When you use the term 'tramp' to tell your DD that she is in a condition that needs to be rectified, then you are implicitly telling her that that condition in other people is unacceptable.

It's also promoting use of a word that has an explicitly sexual meaning in hip hop culture, similar to slut.

miagerbies · 31/07/2019 19:03

I'm always calling my dc little names! Poop face, butt head, Lord of the farts, list goes on. They think its hilarious and call me names back. We're a close family. Why is everything apparently so OFFENSIVE these days, give it another 10 years and people will be afraid to say anything Confused

twistyturnycurlywhirly · 31/07/2019 19:18

I call my three year old a poo head. I don't give a toss if anyone thinks it's offensive. My three year old finds it funny. And sometimes he is a poo head.

mangobutter · 31/07/2019 19:26

I call my three year old a poo head. I don't give a toss if anyone thinks it's offensive. My three year old finds it funny. And sometimes he is a poo head

Me too!!

OwlBeThere · 31/07/2019 19:27

Jesus people need to fucking unclench.

MissMoan · 31/07/2019 19:29

My mother used to call me a little witch and a little bitch when I was little (I was a really docile, well-behaved child) and it hurt. I'll never forget it. But she said it with such disdain.
I think 'Little Poop' is almost playful, and it does depend on how it is delivered.

Likeazombi · 31/07/2019 20:28

I call my son a little shit sometimes, it's just play and he likes it.
I also call him baby, my love, darling, beautiful, toad, ratbag, cowbag and other things. No harm done we're just having a laugh.
I do swear quite a lot and shit is at the lower end of the spectrum so doesn't seem offensive to me.

Abstractedobstructed · 31/07/2019 20:59

I don't like telling a child they "are" something in association with negative behaviour.

I prefer to tell children that behaviour is unacceptable that that they are.

So I would never say a small child is being a little poop. I might say they are behaving like a little poop. It's a subtle but important difference.

I do call my DD a 'ploop' but as a term of affection, not in relation to bad behaviour.

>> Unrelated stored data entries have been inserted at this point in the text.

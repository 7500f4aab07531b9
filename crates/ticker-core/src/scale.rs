// File: crates/ticker-core/src/scale.rs
// Summary: Index (X) and value (Y) scale transforms for the plot area.

/// Horizontal scale spreading `count` evenly spaced points across `[left, right]`.
#[derive(Clone, Copy, Debug)]
pub struct IndexScale {
    pub left_px: f32,
    pub right_px: f32,
    pub count: usize,
}

impl IndexScale {
    pub fn new(left_px: f32, right_px: f32, count: usize) -> Self {
        Self { left_px, right_px, count }
    }

    /// Pixel x of point `i`. A single point sits at the left edge.
    #[inline]
    pub fn to_px(&self, i: f64) -> f32 {
        if self.count < 2 {
            return self.left_px;
        }
        let step = (self.right_px - self.left_px) / (self.count - 1) as f32;
        self.left_px + i as f32 * step
    }
}

/// Vertical value scale mapping `[vmin, vmax]` to `[bottom, top]` pixels.
#[derive(Clone, Copy, Debug)]
pub struct ValueScale {
    pub top_px: f32,
    pub bottom_px: f32,
    pub vmin: f64,
    pub vmax: f64,
}

impl ValueScale {
    pub fn new_linear(top_px: f32, bottom_px: f32, vmin: f64, vmax: f64) -> Self {
        let mut s = Self { top_px, bottom_px, vmin, vmax };
        if (s.vmax - s.vmin).abs() < 1e-12 { s.vmax = s.vmin + 1.0; }
        s
    }

    #[inline]
    pub fn to_px(&self, y: f64) -> f32 {
        let span = (self.vmax - self.vmin).max(1e-12);
        self.bottom_px - ((y - self.vmin) / span) as f32 * (self.bottom_px - self.top_px)
    }

    #[inline]
    pub fn from_px(&self, py: f32) -> f64 {
        let span = (self.vmax - self.vmin).max(1e-12);
        self.vmin + ((self.bottom_px - py) / (self.bottom_px - self.top_px)) as f64 * span
    }
}

#[cfg(test)]
mod tests {
    use super::*;

    #[test]
    fn value_scale_maps_extremes() {
        let s = ValueScale::new_linear(10.0, 110.0, 50.0, 150.0);
        assert_eq!(s.to_px(50.0), 110.0);
        assert_eq!(s.to_px(150.0), 10.0);
        assert!((s.from_px(60.0) - 100.0).abs() < 1e-6);
    }

    #[test]
    fn flat_range_is_widened() {
        let s = ValueScale::new_linear(0.0, 100.0, 5.0, 5.0);
        assert_eq!(s.vmax, 6.0);
    }

    #[test]
    fn index_scale_spans_plot() {
        let s = IndexScale::new(0.0, 90.0, 4);
        assert_eq!(s.to_px(0.0), 0.0);
        assert_eq!(s.to_px(3.0), 90.0);
        assert_eq!(IndexScale::new(5.0, 90.0, 1).to_px(0.0), 5.0);
    }
}
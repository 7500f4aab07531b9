// File: crates/ticker-core/src/error.rs
// Summary: Error taxonomy for configuration, image fetching and rendering failures.

use thiserror::Error;

/// Result type alias for compositor operations.
pub type Result<T> = std::result::Result<T, Error>;

#[derive(Error, Debug, Clone, PartialEq)]
pub enum Error {
    /// Invalid size, geometry, series shape or configuration value.
    /// Raised before anything is drawn.
    #[error("invalid configuration: {0}")]
    Config(String),

    /// Network or decode failure while resolving an image. Never cached.
    #[error("failed to load image '{url}': {reason}")]
    ImageFetch { url: String, reason: String },

    /// Canvas or encoder failure.
    #[error("render failed: {0}")]
    Render(String),
}

impl Error {
    pub(crate) fn config(msg: impl Into<String>) -> Self {
        Error::Config(msg.into())
    }

    pub(crate) fn render(msg: impl Into<String>) -> Self {
        Error::Render(msg.into())
    }

    pub(crate) fn fetch(url: &str, reason: impl ToString) -> Self {
        Error::ImageFetch { url: url.to_string(), reason: reason.to_string() }
    }
}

mathanxiety · 01/08/2019 04:31

Excellent post, Abstractedobstructed.

Brain06626 · 01/08/2019 04:40

This reply has been deleted

Message deleted by MNHQ. Here's a link to our Talk Guidelines.

Ithinkmycatisevil · 01/08/2019 05:09

The perfect parent brigade are out in force here.

OP I’ve called my kids far worse than ‘little poop’ in fact I call DP poop and he calls me it as a term of endearment. I think there’s nothing wrong with it at all and the other mum wants to get the pole out from up her arse!

I’ve heard parent yell terrible things at their kids, really nasty names. Little poop said in a light hearted way I just fine.

MargotsFlounceyBlouse · 01/08/2019 05:15

I don't like it and I wouldn't call my kids anything like that.

Mummaofmytribe · 01/08/2019 05:27

I yelled at my GC, three, across the park yesterday that he was being a little bugger and I was gonna come and eat him up. (He wasn't coming when summoned) I then chased him round the playground and pretended to gnaw on his thigh when I caught him.
Nobody batted an eyelid.
And why should they?
He was seeing how far he could go with grandma and willing me to do a big dramatic chase and he WAS being a little bugger.
A lot of things you say very much depend on the tone and intent I think.
He also gets little horror, stinker, gorgeous dude, handsome boy, cheeky chops, honeychild, chunks and argumentative little whelp.
It's a wonder he knows his given name but he's not bothered one iota.

BlueMoon1103 · 01/08/2019 06:23

I call my DS ‘pest’ when he’s having a moment, as long as it’s said affectionately I don’t have a problem with it.

EiraElephant · 01/08/2019 12:55

"Burger" is the nickname of choice here. "Stop acting like a burger!". Usually deployed to try and lighten the situation if DD is becoming a bit moody, it often gets her to crack a smile and we can take it from there. If I don't get a smile, I know it's more serious and change tactics.

OhDearDottie · 01/08/2019 14:16

God, I call my DD a little gremlin, snotface, hobgoblin and my tiny dictator. If I'm lifting her up I call her a hefty girl, chubba-chubbs or tell her she is of solid peasant stock.

I better get DH to call social services. I'm clearly not fit to be a mum.